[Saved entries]
+++

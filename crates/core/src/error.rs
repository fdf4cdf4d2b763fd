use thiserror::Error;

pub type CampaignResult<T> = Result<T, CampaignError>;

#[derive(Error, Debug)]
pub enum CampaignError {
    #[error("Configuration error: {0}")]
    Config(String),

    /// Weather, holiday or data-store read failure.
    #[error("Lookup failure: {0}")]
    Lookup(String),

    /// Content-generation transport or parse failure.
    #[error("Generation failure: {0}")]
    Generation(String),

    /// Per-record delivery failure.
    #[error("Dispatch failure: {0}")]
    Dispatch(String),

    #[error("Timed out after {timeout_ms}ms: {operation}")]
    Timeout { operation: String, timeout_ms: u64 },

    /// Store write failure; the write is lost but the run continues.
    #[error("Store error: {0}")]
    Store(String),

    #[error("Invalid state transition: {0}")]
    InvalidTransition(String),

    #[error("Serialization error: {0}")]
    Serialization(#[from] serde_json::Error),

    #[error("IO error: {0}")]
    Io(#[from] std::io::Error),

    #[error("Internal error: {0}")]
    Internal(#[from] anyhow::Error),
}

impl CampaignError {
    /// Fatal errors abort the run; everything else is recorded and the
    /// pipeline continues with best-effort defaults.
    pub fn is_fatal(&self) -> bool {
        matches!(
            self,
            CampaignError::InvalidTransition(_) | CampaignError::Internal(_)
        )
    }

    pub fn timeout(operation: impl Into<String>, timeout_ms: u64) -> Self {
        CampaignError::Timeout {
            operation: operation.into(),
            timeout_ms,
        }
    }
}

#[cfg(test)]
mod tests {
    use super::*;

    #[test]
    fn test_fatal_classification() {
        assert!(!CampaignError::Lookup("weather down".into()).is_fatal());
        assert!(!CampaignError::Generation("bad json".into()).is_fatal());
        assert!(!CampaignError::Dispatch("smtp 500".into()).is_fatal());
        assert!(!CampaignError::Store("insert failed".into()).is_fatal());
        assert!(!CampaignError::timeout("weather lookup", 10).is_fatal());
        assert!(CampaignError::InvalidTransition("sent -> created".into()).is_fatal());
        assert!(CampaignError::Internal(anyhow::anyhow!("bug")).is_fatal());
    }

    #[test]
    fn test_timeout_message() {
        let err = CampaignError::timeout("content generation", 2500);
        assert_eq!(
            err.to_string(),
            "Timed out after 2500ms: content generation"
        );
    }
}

+++

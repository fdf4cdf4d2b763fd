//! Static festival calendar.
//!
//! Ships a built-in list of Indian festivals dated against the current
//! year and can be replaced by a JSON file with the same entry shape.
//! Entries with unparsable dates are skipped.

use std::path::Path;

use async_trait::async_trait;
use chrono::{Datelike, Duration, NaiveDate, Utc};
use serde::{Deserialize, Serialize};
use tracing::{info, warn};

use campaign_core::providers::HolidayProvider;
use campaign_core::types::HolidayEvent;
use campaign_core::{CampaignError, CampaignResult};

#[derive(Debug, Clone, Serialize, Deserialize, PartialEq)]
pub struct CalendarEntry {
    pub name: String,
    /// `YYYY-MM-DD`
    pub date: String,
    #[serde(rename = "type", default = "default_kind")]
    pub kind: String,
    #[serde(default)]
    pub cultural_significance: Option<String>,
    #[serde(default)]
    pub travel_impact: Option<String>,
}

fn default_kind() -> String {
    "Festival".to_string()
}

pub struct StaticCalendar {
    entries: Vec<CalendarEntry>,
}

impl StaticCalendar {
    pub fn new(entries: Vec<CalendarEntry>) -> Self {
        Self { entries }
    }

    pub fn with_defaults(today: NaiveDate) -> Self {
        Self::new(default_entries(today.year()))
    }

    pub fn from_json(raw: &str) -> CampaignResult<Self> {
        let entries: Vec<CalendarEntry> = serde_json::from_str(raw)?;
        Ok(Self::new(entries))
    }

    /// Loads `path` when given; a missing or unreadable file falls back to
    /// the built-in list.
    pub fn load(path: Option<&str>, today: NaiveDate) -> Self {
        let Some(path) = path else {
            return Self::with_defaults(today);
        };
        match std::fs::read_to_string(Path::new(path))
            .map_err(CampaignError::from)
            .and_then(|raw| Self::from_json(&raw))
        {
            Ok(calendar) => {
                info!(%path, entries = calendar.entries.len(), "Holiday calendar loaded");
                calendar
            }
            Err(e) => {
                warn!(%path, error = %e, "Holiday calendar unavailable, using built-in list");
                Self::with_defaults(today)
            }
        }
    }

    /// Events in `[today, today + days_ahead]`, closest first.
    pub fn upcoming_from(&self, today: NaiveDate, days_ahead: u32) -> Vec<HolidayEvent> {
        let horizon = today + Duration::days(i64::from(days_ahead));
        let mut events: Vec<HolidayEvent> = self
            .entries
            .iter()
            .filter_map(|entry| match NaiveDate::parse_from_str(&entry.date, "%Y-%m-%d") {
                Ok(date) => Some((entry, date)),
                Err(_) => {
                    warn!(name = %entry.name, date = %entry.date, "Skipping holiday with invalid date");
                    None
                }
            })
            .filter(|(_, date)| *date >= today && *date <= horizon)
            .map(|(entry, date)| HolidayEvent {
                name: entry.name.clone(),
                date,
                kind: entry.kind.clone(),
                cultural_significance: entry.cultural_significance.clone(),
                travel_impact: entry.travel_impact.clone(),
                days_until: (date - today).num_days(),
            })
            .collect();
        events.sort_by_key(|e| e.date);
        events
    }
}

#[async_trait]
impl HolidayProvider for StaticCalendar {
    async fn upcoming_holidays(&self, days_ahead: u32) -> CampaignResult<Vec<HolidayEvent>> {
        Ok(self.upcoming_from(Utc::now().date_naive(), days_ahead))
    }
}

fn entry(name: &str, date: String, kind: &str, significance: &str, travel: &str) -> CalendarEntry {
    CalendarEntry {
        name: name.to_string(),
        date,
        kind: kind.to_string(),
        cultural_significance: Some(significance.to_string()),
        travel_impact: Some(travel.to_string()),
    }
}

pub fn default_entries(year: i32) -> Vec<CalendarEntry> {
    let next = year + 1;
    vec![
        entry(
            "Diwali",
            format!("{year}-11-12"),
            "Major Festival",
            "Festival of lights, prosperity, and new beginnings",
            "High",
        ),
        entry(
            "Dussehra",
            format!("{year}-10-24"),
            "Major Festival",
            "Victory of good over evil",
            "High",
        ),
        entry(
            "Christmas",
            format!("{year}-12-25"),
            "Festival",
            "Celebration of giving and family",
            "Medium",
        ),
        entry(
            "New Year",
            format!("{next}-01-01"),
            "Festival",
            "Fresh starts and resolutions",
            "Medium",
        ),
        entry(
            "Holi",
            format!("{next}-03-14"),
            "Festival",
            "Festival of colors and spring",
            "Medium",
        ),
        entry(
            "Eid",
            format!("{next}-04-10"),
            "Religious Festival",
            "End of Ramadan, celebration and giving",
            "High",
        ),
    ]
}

+++

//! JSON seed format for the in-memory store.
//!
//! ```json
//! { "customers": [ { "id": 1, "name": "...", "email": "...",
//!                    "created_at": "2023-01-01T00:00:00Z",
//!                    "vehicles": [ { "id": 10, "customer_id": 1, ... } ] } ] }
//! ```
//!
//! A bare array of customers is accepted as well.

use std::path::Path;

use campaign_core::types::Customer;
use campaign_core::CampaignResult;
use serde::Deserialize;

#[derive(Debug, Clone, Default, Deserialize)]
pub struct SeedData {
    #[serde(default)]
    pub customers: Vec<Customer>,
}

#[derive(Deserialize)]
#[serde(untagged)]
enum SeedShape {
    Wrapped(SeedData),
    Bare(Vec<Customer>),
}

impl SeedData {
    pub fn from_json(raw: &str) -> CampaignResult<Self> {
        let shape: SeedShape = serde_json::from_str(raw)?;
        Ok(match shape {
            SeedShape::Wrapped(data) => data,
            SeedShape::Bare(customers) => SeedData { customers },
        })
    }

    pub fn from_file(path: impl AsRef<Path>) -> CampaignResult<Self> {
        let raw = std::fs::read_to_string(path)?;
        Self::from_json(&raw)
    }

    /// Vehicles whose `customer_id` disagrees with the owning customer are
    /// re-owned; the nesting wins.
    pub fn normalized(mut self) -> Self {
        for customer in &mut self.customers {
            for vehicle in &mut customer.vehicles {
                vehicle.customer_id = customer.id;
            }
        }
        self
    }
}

+++

TO DO
Return every line of the records in which the word "InvalidTransition" is found.

RESULT OF THIS EXERCISE
    InvalidTransition(String),
            CampaignError::InvalidTransition(_) | CampaignError::Internal(_)
        assert!(CampaignError::InvalidTransition("sent -> created".into()).is_fatal());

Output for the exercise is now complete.